# EXERCISE REQUIREMENTS
Find the lines in the records below that contain "usize", and report each of them.

Collected data entries
============================================================

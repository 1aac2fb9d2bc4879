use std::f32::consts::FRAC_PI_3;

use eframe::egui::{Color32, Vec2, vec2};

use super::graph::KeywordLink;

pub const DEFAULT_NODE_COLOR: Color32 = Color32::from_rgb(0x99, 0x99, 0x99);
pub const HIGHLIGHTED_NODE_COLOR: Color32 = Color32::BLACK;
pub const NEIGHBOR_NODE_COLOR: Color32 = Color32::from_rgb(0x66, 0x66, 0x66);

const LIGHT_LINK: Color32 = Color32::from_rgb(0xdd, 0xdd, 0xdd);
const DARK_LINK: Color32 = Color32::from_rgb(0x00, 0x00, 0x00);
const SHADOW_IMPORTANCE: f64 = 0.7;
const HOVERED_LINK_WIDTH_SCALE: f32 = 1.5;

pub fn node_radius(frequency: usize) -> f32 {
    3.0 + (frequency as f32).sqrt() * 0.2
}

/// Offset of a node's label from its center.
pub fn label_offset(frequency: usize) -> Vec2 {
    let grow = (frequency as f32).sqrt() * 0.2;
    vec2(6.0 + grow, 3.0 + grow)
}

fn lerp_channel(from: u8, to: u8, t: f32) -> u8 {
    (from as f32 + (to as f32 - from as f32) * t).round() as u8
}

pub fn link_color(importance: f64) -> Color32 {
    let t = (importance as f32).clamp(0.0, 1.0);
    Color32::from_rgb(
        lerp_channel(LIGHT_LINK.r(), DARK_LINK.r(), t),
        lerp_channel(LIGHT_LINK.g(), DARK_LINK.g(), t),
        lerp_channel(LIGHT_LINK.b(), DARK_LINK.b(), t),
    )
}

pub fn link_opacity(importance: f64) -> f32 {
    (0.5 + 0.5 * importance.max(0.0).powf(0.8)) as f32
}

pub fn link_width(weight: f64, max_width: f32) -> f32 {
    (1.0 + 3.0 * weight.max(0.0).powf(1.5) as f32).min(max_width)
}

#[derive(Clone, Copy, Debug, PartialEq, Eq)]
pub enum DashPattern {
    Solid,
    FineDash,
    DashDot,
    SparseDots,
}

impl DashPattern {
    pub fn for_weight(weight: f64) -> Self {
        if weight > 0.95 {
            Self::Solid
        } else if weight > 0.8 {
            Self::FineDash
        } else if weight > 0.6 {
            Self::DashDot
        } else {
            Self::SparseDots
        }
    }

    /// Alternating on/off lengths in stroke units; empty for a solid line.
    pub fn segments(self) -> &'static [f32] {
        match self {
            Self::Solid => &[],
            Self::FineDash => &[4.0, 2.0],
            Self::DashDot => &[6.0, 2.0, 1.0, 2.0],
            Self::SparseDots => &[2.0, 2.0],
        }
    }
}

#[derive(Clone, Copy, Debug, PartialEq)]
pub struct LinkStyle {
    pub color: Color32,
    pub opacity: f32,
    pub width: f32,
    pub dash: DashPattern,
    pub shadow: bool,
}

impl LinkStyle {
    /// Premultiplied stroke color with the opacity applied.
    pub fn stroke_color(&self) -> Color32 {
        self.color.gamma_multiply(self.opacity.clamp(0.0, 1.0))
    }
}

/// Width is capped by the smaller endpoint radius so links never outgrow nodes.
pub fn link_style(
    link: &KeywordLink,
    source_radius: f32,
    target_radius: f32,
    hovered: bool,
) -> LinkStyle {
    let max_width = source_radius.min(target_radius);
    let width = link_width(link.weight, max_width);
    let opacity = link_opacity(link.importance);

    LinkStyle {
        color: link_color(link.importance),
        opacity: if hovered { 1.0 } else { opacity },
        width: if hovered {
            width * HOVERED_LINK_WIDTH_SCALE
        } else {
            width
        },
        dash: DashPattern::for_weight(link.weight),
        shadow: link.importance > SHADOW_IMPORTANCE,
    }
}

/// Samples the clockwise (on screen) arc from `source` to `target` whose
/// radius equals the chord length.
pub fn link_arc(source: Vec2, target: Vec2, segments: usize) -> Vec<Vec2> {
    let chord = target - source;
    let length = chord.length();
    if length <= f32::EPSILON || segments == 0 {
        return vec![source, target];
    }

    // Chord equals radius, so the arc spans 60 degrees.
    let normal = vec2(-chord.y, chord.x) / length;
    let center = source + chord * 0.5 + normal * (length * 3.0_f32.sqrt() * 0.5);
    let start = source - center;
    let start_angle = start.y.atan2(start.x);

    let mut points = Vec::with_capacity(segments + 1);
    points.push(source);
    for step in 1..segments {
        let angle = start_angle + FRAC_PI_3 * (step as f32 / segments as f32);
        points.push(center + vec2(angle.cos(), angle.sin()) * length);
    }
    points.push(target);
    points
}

============================================================

# ANSWER TO THIS TASK
pub fn node_radius(frequency: usize) -> f32 {
pub fn label_offset(frequency: usize) -> Vec2 {
pub fn link_arc(source: Vec2, target: Vec2, segments: usize) -> Vec<Vec2> {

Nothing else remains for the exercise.